▶ **Required work**
A single number is wanted: how many lines of the records below contain the word "KeeperError".
[Opening Exercise material section]
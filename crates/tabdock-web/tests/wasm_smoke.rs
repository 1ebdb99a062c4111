//! Browser smoke tests for the strip markup against a real DOM.
//!
//! Run with `wasm-pack test --headless --firefox crates/tabdock-web`.

#![cfg(target_arch = "wasm32")]

use tabdock_core::tabs::TabList;
use tabdock_web::strip::{CLOSE_URL_ATTR, strip_html};
use wasm_bindgen_test::*;

wasm_bindgen_test_configure!(run_in_browser);

fn mount(tabs: &TabList, active: &str) -> web_sys::Element {
    let document = web_sys::window().unwrap().document().unwrap();
    let ul = document.create_element("ul").unwrap();
    ul.set_inner_html(&strip_html(tabs, active));
    ul
}

#[wasm_bindgen_test]
fn strip_parses_into_list_items() {
    let mut tabs = TabList::new();
    tabs.open("Dashboard", "/dashboard/");
    tabs.open("Ledger", "/accounting/ledger/");
    let ul = mount(&tabs, "/dashboard/");

    let active = ul.query_selector("a.nav-link.active").unwrap().unwrap();
    assert_eq!(active.get_attribute("href").unwrap(), "/dashboard/");

    let close = ul
        .query_selector(&format!("[{CLOSE_URL_ATTR}='/accounting/ledger/']"))
        .unwrap();
    assert!(close.is_some());
}

#[wasm_bindgen_test]
fn hostile_title_stays_text() {
    let mut tabs = TabList::new();
    tabs.open("<img src=x onerror=boom()>", "/x");
    let ul = mount(&tabs, "/x");

    // The escaped title must not materialize as an element.
    assert!(ul.query_selector("img").unwrap().is_none());
    let anchor = ul.query_selector("a").unwrap().unwrap();
    assert!(anchor.text_content().unwrap().contains("<img"));
}
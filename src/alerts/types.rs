//! Alert records.

use chrono::{DateTime, Utc};
use rust_decimal::Decimal;
use serde::Serialize;
use tracing::{error, info, warn};

use crate::error::KeeperError;
use crate::keeper::Step;

/// Severity levels for alerts.
#[derive(Debug, Clone, Copy, Serialize, PartialEq, Eq, PartialOrd, Ord)]
pub enum AlertSeverity {
    Info,
    Warning,
    Error,
    Critical,
}

impl AlertSeverity {
    pub fn as_str(&self) -> &'static str {
        match self {
            AlertSeverity::Info => "INFO",
            AlertSeverity::Warning => "WARNING",
            AlertSeverity::Error => "ERROR",
            AlertSeverity::Critical => "CRITICAL",
        }
    }
}

/// What an alert is about.
#[derive(Debug, Clone, Serialize, PartialEq)]
#[serde(tag = "type")]
pub enum AlertKind {
    /// Delta ratio at or above the rebalance threshold
    RebalanceRecommended {
        delta_usd: Decimal,
        delta_ratio_bps: u32,
        threshold_bps: u32,
    },
    /// Funding has been at or below the minimum for several cycles
    FundingUnfavorable {
        symbol: String,
        funding_rate: Decimal,
        min_funding_rate: Decimal,
        consecutive_cycles: u32,
    },
    /// A cycle step failed
    StepFailed { step: Step, error: KeeperError },
}

impl AlertKind {
    pub fn category(&self) -> &'static str {
        match self {
            AlertKind::RebalanceRecommended { .. } => "rebalance",
            AlertKind::FundingUnfavorable { .. } => "funding",
            AlertKind::StepFailed { .. } => "step_failure",
        }
    }
}

#[derive(Debug, Clone, Serialize, PartialEq)]
pub struct Alert {
    pub alert_id: String,
    pub timestamp: DateTime<Utc>,
    pub cycle: u64,
    pub severity: AlertSeverity,
    pub category: &'static str,
    pub message: String,
    pub kind: AlertKind,
}

impl Alert {
    pub fn new(cycle: u64, severity: AlertSeverity, kind: AlertKind, message: String) -> Self {
        let timestamp = Utc::now();
        Self {
            alert_id: format!("{}-{}-{}", kind.category(), cycle, timestamp.timestamp_millis()),
            timestamp,
            cycle,
            severity,
            category: kind.category(),
            message,
            kind,
        }
    }

    /// Emit alert as a structured log line under the `keeper_alert` target.
    pub fn emit(&self) {
        let json = serde_json::to_string(self).unwrap_or_default();

        match self.severity {
            AlertSeverity::Info => info!(target: "keeper_alert", "KEEPER_ALERT: {}", json),
            AlertSeverity::Warning => warn!(target: "keeper_alert", "KEEPER_ALERT: {}", json),
            AlertSeverity::Error | AlertSeverity::Critical => {
                error!(target: "keeper_alert", "KEEPER_ALERT: {}", json)
            }
        }
    }
}
//! Error taxonomy for the reconciliation loop.
//!
//! Every per-cycle step reports one of these at its boundary. Only
//! `ConfigurationInvalid` is fatal, and only at startup.

use serde::Serialize;
use thiserror::Error;

/// Failures surfaced by keeper steps.
#[derive(Debug, Clone, Error, Serialize, PartialEq, Eq)]
#[serde(tag = "kind", content = "detail")]
pub enum KeeperError {
    /// Market-data service unreachable, non-2xx, or returned garbage
    #[error("market data unavailable: {0}")]
    MarketDataUnavailable(String),

    /// Symbol is missing from the market-data universe listing
    #[error("symbol {0} not found in market universe")]
    SymbolNotFound(String),

    /// Transient ledger read failure (RPC timeout, revert on a view call)
    #[error("ledger read failed: {0}")]
    LedgerReadFailed(String),

    /// The ledger cannot compute delta in this environment
    #[error("on-chain delta computation unavailable")]
    DeltaComputationUnavailable,

    /// Sync transaction rejected at submission or reverted on inclusion
    #[error("sync transaction failed: {0}")]
    SyncTransactionFailed(String),

    /// Sync transaction not observed on-chain within the bounded wait
    #[error("sync transaction {tx_hash} not included after {waited_secs}s")]
    SyncTransactionTimeout { tx_hash: String, waited_secs: u64 },

    /// Required configuration missing or malformed
    #[error("invalid configuration: {0}")]
    ConfigurationInvalid(String),
}

impl KeeperError {
    /// Whether this error should raise an operator alert.
    ///
    /// The delta probe being unavailable is an expected degraded mode.
    pub fn is_alertable(&self) -> bool {
        !matches!(self, KeeperError::DeltaComputationUnavailable)
    }

    /// Short machine-readable code used in log fields and metric tags.
    pub fn code(&self) -> &'static str {
        match self {
            KeeperError::MarketDataUnavailable(_) => "market_data_unavailable",
            KeeperError::SymbolNotFound(_) => "symbol_not_found",
            KeeperError::LedgerReadFailed(_) => "ledger_read_failed",
            KeeperError::DeltaComputationUnavailable => "delta_computation_unavailable",
            KeeperError::SyncTransactionFailed(_) => "sync_transaction_failed",
            KeeperError::SyncTransactionTimeout { .. } => "sync_transaction_timeout",
            KeeperError::ConfigurationInvalid(_) => "configuration_invalid",
        }
    }
}
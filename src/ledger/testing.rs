//! In-memory ledgers for tests.

use anyhow::{bail, Result};
use async_trait::async_trait;
use std::collections::HashMap;
use std::sync::atomic::{AtomicBool, AtomicU64, AtomicUsize, Ordering};
use std::sync::Mutex;

use super::traits::{CoordinatorLedger, TransactionWatcher, VaultLedger};
use super::types::TxReceipt;

#[derive(Debug, Clone, Copy, PartialEq, Eq)]
pub enum ReceiptMode {
    Success,
    Revert,
    Never,
}

/// Issues hashes and answers receipt lookups.
#[derive(Debug)]
struct TxBook {
    next: AtomicU64,
    mode: Mutex<ReceiptMode>,
    mined: Mutex<HashMap<String, bool>>,
}

impl TxBook {
    fn new() -> Self {
        Self {
            next: AtomicU64::new(1),
            mode: Mutex::new(ReceiptMode::Success),
            mined: Mutex::new(HashMap::new()),
        }
    }

    fn mode(&self) -> ReceiptMode {
        *self.mode.lock().unwrap()
    }

    /// Returns the hash and whether the write should take effect.
    fn submit(&self) -> (String, bool) {
        let n = self.next.fetch_add(1, Ordering::SeqCst);
        let hash = format!("0x{:064x}", n);
        let mode = self.mode();
        if mode != ReceiptMode::Never {
            self.mined
                .lock()
                .unwrap()
                .insert(hash.clone(), mode == ReceiptMode::Success);
        }
        (hash, mode == ReceiptMode::Success)
    }

    fn receipt(&self, tx_hash: &str) -> Option<TxReceipt> {
        self.mined.lock().unwrap().get(tx_hash).map(|success| TxReceipt {
            tx_hash: tx_hash.to_string(),
            block_number: 100,
            success: *success,
        })
    }
}

#[derive(Debug)]
pub struct FakeVault {
    state: u8,
    spot_value_usd: u128,
    perp_short_size_wei: Mutex<u128>,
    delta: Mutex<Option<(i128, u128)>>,
    fail_reads: AtomicBool,
    txs: TxBook,
}

impl FakeVault {
    pub fn new(state: u8, spot_value_usd: u128, perp_short_size_wei: u128) -> Self {
        Self {
            state,
            spot_value_usd,
            perp_short_size_wei: Mutex::new(perp_short_size_wei),
            delta: Mutex::new(None),
            fail_reads: AtomicBool::new(false),
            txs: TxBook::new(),
        }
    }

    pub fn set_delta(&self, delta: Option<(i128, u128)>) {
        *self.delta.lock().unwrap() = delta;
    }

    pub fn fail_reads(&self, fail: bool) {
        self.fail_reads.store(fail, Ordering::SeqCst);
    }

    pub fn perp_short_size_wei_now(&self) -> u128 {
        *self.perp_short_size_wei.lock().unwrap()
    }

    fn check(&self) -> Result<()> {
        if self.fail_reads.load(Ordering::SeqCst) {
            bail!("connection refused");
        }
        Ok(())
    }
}

#[async_trait]
impl TransactionWatcher for FakeVault {
    async fn transaction_receipt(&self, tx_hash: &str) -> Result<Option<TxReceipt>> {
        Ok(self.txs.receipt(tx_hash))
    }
}

#[async_trait]
impl VaultLedger for FakeVault {
    async fn state(&self) -> Result<u8> {
        self.check()?;
        Ok(self.state)
    }

    async fn spot_value_usd(&self) -> Result<u128> {
        self.check()?;
        Ok(self.spot_value_usd)
    }

    async fn perp_short_size_wei(&self) -> Result<u128> {
        self.check()?;
        Ok(self.perp_short_size_wei_now())
    }

    async fn calculate_delta(&self) -> Result<(i128, u128)> {
        match *self.delta.lock().unwrap() {
            Some(delta) => Ok(delta),
            None => bail!("execution reverted: oracle precompile unavailable"),
        }
    }

    async fn needs_rebalance(&self) -> Result<bool> {
        match *self.delta.lock().unwrap() {
            Some((_, bps)) => Ok(bps >= 500),
            None => bail!("execution reverted: oracle precompile unavailable"),
        }
    }

    async fn open_short(&self, size_wei: u128, _max_slippage_bps: u128) -> Result<String> {
        let (hash, applied) = self.txs.submit();
        if applied {
            *self.perp_short_size_wei.lock().unwrap() += size_wei;
        }
        Ok(hash)
    }

    async fn close_short(&self) -> Result<String> {
        let (hash, applied) = self.txs.submit();
        if applied {
            *self.perp_short_size_wei.lock().unwrap() = 0;
        }
        Ok(hash)
    }
}

/// Last-write-wins coordinator.
#[derive(Debug)]
pub struct FakeCoordinator {
    spot_value_usd: u128,
    position: Mutex<(u128, u128)>,
    last_sync_time: AtomicU64,
    fail_reads: AtomicBool,
    fail_submissions: AtomicBool,
    sync_calls: AtomicUsize,
    rebalance_calls: AtomicUsize,
    txs: TxBook,
}

impl FakeCoordinator {
    pub fn new(spot_value_usd: u128) -> Self {
        Self {
            spot_value_usd,
            position: Mutex::new((0, 0)),
            last_sync_time: AtomicU64::new(0),
            fail_reads: AtomicBool::new(false),
            fail_submissions: AtomicBool::new(false),
            sync_calls: AtomicUsize::new(0),
            rebalance_calls: AtomicUsize::new(0),
            txs: TxBook::new(),
        }
    }

    pub fn fail_reads(&self, fail: bool) {
        self.fail_reads.store(fail, Ordering::SeqCst);
    }

    pub fn fail_submissions(&self, fail: bool) {
        self.fail_submissions.store(fail, Ordering::SeqCst);
    }

    pub fn set_receipt_mode(&self, mode: ReceiptMode) {
        *self.txs.mode.lock().unwrap() = mode;
    }

    /// `(perp_short_size_wei, perp_short_value_usd)`
    pub fn position(&self) -> (u128, u128) {
        *self.position.lock().unwrap()
    }

    pub fn sync_calls(&self) -> usize {
        self.sync_calls.load(Ordering::SeqCst)
    }

    pub fn rebalance_calls(&self) -> usize {
        self.rebalance_calls.load(Ordering::SeqCst)
    }

    fn check(&self) -> Result<()> {
        if self.fail_reads.load(Ordering::SeqCst) {
            bail!("connection refused");
        }
        Ok(())
    }
}

#[async_trait]
impl TransactionWatcher for FakeCoordinator {
    async fn transaction_receipt(&self, tx_hash: &str) -> Result<Option<TxReceipt>> {
        Ok(self.txs.receipt(tx_hash))
    }
}

#[async_trait]
impl CoordinatorLedger for FakeCoordinator {
    async fn perp_short_size_wei(&self) -> Result<u128> {
        self.check()?;
        Ok(self.position().0)
    }

    async fn perp_short_value_usd(&self) -> Result<u128> {
        self.check()?;
        Ok(self.position().1)
    }

    async fn last_sync_time(&self) -> Result<u64> {
        self.check()?;
        Ok(self.last_sync_time.load(Ordering::SeqCst))
    }

    async fn is_strategy_active(&self) -> Result<bool> {
        self.check()?;
        Ok(true)
    }

    async fn spot_value_usd(&self) -> Result<u128> {
        self.check()?;
        Ok(self.spot_value_usd)
    }

    async fn calculate_delta(&self) -> Result<(i128, u128)> {
        self.check()?;
        let perp = self.position().1 as i128;
        Ok((self.spot_value_usd as i128 - perp, 0))
    }

    async fn needs_rebalance(&self) -> Result<bool> {
        self.check()?;
        Ok(self.spot_value_usd != self.position().1)
    }

    async fn sync_perp_position(&self, size_wei: u128, value_usd: u128) -> Result<String> {
        if self.fail_submissions.load(Ordering::SeqCst) {
            bail!("execution reverted: caller is not keeper");
        }
        self.sync_calls.fetch_add(1, Ordering::SeqCst);
        let (hash, applied) = self.txs.submit();
        if applied {
            *self.position.lock().unwrap() = (size_wei, value_usd);
            self.last_sync_time.fetch_add(1, Ordering::SeqCst);
        }
        Ok(hash)
    }

    async fn execute_rebalance(&self, _min_amount_out: u128) -> Result<String> {
        self.rebalance_calls.fetch_add(1, Ordering::SeqCst);
        Ok(self.txs.submit().0)
    }
}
[Closing Exercise material section]
▶ **Result of the task**
12